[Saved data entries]
===
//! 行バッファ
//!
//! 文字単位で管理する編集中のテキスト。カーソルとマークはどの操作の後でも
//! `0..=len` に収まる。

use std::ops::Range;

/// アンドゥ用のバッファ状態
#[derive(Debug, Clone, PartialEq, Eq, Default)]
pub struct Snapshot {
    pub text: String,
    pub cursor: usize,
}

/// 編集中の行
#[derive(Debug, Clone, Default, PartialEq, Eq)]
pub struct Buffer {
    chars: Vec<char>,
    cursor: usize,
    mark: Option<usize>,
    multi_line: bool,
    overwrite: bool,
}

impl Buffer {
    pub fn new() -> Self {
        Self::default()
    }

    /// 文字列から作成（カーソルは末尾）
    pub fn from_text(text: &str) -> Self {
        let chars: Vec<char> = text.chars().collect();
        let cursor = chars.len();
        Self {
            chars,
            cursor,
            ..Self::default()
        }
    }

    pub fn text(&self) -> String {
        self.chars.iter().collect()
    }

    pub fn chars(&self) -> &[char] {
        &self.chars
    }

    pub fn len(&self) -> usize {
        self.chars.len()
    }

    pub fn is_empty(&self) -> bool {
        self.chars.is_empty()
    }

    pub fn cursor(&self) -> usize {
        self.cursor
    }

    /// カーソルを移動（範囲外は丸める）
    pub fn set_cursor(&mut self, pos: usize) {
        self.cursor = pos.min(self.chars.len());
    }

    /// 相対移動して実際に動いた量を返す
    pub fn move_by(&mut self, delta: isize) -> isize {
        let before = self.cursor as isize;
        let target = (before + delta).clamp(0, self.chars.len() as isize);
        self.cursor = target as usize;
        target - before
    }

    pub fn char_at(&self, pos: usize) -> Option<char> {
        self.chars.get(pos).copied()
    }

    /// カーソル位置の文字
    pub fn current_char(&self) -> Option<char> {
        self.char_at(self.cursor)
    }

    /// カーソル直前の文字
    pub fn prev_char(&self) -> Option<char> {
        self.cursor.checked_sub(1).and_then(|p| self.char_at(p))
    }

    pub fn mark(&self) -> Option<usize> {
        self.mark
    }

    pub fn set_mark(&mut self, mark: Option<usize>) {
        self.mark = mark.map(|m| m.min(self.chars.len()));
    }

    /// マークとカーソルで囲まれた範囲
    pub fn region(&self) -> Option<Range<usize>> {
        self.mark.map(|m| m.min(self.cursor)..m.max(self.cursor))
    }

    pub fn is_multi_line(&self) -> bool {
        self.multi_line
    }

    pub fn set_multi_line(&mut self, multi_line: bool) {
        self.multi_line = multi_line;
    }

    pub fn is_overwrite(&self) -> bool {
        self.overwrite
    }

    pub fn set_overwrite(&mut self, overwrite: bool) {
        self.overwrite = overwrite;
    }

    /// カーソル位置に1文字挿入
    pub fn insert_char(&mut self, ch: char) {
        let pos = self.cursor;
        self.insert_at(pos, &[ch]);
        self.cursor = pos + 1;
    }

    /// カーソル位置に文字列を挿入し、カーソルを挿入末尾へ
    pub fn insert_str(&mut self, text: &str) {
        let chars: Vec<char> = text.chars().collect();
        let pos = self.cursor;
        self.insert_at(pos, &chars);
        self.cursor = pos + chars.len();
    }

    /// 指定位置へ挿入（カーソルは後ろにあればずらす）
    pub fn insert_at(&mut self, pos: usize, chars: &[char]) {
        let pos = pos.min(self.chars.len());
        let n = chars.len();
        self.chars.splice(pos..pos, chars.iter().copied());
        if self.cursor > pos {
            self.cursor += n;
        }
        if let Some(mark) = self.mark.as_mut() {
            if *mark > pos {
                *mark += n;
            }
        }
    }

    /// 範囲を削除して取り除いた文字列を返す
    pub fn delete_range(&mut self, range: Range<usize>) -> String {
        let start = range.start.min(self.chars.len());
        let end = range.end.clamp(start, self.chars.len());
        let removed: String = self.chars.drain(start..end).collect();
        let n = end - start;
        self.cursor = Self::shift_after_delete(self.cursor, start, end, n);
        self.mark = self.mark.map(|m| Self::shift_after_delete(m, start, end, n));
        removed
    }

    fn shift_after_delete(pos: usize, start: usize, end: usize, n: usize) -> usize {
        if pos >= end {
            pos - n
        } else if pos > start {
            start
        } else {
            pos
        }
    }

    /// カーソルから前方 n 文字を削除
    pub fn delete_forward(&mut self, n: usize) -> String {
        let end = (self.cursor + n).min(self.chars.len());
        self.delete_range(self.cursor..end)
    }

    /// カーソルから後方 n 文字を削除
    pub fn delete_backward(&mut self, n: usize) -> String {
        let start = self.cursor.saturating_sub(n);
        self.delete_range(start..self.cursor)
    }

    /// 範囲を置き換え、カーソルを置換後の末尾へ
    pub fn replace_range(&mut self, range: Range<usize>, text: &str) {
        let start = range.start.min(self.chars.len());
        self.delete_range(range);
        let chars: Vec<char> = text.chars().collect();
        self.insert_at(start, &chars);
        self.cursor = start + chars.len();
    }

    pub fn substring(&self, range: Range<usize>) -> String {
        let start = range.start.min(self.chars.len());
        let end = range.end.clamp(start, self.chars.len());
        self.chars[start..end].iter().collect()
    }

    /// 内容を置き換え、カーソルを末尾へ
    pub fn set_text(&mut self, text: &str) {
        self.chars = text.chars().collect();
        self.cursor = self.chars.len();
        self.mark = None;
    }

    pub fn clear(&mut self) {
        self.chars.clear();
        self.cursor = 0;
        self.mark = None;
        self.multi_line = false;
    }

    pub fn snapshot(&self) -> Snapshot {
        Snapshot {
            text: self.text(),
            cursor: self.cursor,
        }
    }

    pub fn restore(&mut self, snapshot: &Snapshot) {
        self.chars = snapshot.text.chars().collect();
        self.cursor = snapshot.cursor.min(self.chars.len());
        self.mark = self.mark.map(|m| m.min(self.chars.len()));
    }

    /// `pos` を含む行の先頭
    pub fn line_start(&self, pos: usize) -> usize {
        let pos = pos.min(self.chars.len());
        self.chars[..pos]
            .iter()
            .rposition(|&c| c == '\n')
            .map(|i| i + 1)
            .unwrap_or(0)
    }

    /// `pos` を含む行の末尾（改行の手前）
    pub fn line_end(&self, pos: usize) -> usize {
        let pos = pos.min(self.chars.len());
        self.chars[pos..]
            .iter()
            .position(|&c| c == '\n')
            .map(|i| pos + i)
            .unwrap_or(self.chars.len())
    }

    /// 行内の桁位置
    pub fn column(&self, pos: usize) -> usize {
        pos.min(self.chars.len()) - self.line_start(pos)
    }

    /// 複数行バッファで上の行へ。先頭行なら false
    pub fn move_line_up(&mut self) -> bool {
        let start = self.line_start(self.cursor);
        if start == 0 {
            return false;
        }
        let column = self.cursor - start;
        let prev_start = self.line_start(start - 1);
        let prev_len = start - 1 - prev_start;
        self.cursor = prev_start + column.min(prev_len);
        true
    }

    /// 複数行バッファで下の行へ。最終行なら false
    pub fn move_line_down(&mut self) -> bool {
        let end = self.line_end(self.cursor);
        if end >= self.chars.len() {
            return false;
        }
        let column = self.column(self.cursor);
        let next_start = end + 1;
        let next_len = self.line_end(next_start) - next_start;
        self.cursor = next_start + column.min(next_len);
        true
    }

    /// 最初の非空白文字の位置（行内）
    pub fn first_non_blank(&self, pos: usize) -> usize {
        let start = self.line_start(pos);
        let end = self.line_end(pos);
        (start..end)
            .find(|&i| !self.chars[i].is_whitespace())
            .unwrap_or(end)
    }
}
===
Exercise requirements | What you return must be an exact retyping of the lines above starting at the line with "pub fn chars(&self)" and ending at the line with "self.cursor = pos.min(self.chars.len());", and nothing besides.

Reply |
    pub fn chars(&self) -> &[char] {
        &self.chars
    }

    pub fn len(&self) -> usize {
        self.chars.len()
    }

    pub fn is_empty(&self) -> bool {
        self.chars.is_empty()
    }

    pub fn cursor(&self) -> usize {
        self.cursor
    }

    /// カーソルを移動（範囲外は丸める）
    pub fn set_cursor(&mut self, pos: usize) {
        self.cursor = pos.min(self.chars.len());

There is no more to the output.